Each line of the records below that contains "BottomTabs" needs to be copied.

== == ==

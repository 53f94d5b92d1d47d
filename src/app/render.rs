use crate::core::catalog::Catalog;
use crate::core::layout::{Breakpoint, DetailStyle, NavStyle};
use crate::core::session::MenuSession;
use std::fmt::Write;

fn nav_labels(catalog: &Catalog, session: &MenuSession) -> Vec<String> {
    catalog
        .categories()
        .iter()
        .map(|category| {
            let icon = category.icon.as_deref().unwrap_or("");
            let label = format!("{} {}", icon, category.name).trim().to_string();
            if category.id == session.active_category {
                format!("[{}]", label)
            } else {
                label
            }
        })
        .collect()
}

fn item_count_label(count: u64) -> String {
    if count == 1 {
        "1 item".to_string()
    } else {
        format!("{} items", count)
    }
}

/// Category navigation, marking the active one.
pub fn render_navigation(catalog: &Catalog, session: &MenuSession, breakpoint: Breakpoint) -> String {
    let labels = nav_labels(catalog, session);
    match breakpoint.policy().nav {
        NavStyle::BottomTabs => labels.join(" | "),
        NavStyle::SideRail => labels.join("\n"),
    }
}

/// The full-height category sheet phones open from the menu button.
/// `None` unless the bottom tabs are in use and the sheet is open.
pub fn render_nav_sheet(
    catalog: &Catalog,
    session: &MenuSession,
    breakpoint: Breakpoint,
) -> Option<String> {
    if breakpoint.policy().nav != NavStyle::BottomTabs || !session.nav_open {
        return None;
    }
    let mut out = String::from("Menu\n");
    for label in nav_labels(catalog, session) {
        let _ = writeln!(out, "  {}", label);
    }
    Some(out)
}

/// The item gallery of the active category with placements for `breakpoint`.
pub fn render_gallery(
    catalog: &Catalog,
    session: &MenuSession,
    breakpoint: Breakpoint,
    currency_symbol: &str,
) -> String {
    let policy = breakpoint.policy();
    let mut out = String::new();
    for item in catalog.items_in(&session.active_category) {
        let placement = policy.place(item);
        let marker = if session.selected_item == Some(item.id) {
            "*"
        } else {
            " "
        };
        let _ = writeln!(
            out,
            "{} {:>3}  {:<28} {:>9}  @({:>2}%,{:>2}%) {}px",
            marker,
            item.id,
            item.name,
            item.price.format(currency_symbol),
            placement.x,
            placement.y,
            placement.diameter_px
        );
    }
    out
}

/// The detail overlay for the selected item, or `None` when nothing is selected.
pub fn render_detail(
    catalog: &Catalog,
    session: &MenuSession,
    breakpoint: Breakpoint,
    currency_symbol: &str,
) -> Option<String> {
    let item = session.detail(catalog)?;
    let mut out = String::new();
    let _ = writeln!(out, "{}  {}", item.name, item.price.format(currency_symbol));
    let _ = writeln!(out, "{}", item.description);
    if let (DetailStyle::Sheet, Some(image)) = (breakpoint.policy().detail, &item.image) {
        let _ = writeln!(out, "image: {}", image);
    }
    let in_cart = session.cart.quantity_of(item.id);
    if in_cart > 0 {
        let _ = writeln!(out, "In your order: {}", in_cart);
    }
    Some(out)
}

/// The "Your Order" panel.
pub fn render_cart(session: &MenuSession, currency_symbol: &str) -> String {
    let cart = &session.cart;
    let mut out = String::from("Your Order\n");
    if cart.is_empty() {
        out.push_str("Your cart is empty\n");
    } else {
        for line in cart.lines() {
            let _ = writeln!(
                out,
                "  {:<28} {} x {}",
                line.name,
                line.unit_price.format(currency_symbol),
                line.quantity
            );
        }
    }
    let _ = writeln!(
        out,
        "Total ({}): {}",
        item_count_label(cart.total_item_count()),
        cart.total_price().format(currency_symbol)
    );
    out
}

/// The cart button with its item-count badge, shown while the panel is closed.
pub fn render_cart_badge(session: &MenuSession) -> String {
    match session.cart.total_item_count() {
        0 => "[Cart]".to_string(),
        count => format!("[Cart: {}]", item_count_label(count)),
    }
}

/// The order panel when it is open, otherwise just the cart button.
pub fn render_cart_area(session: &MenuSession, currency_symbol: &str) -> String {
    if session.cart_open {
        render_cart(session, currency_symbol)
    } else {
        format!("{}\n", render_cart_badge(session))
    }
}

== == ==

#### Your response
        NavStyle::BottomTabs => labels.join(" | "),
    if breakpoint.policy().nav != NavStyle::BottomTabs || !session.nav_open {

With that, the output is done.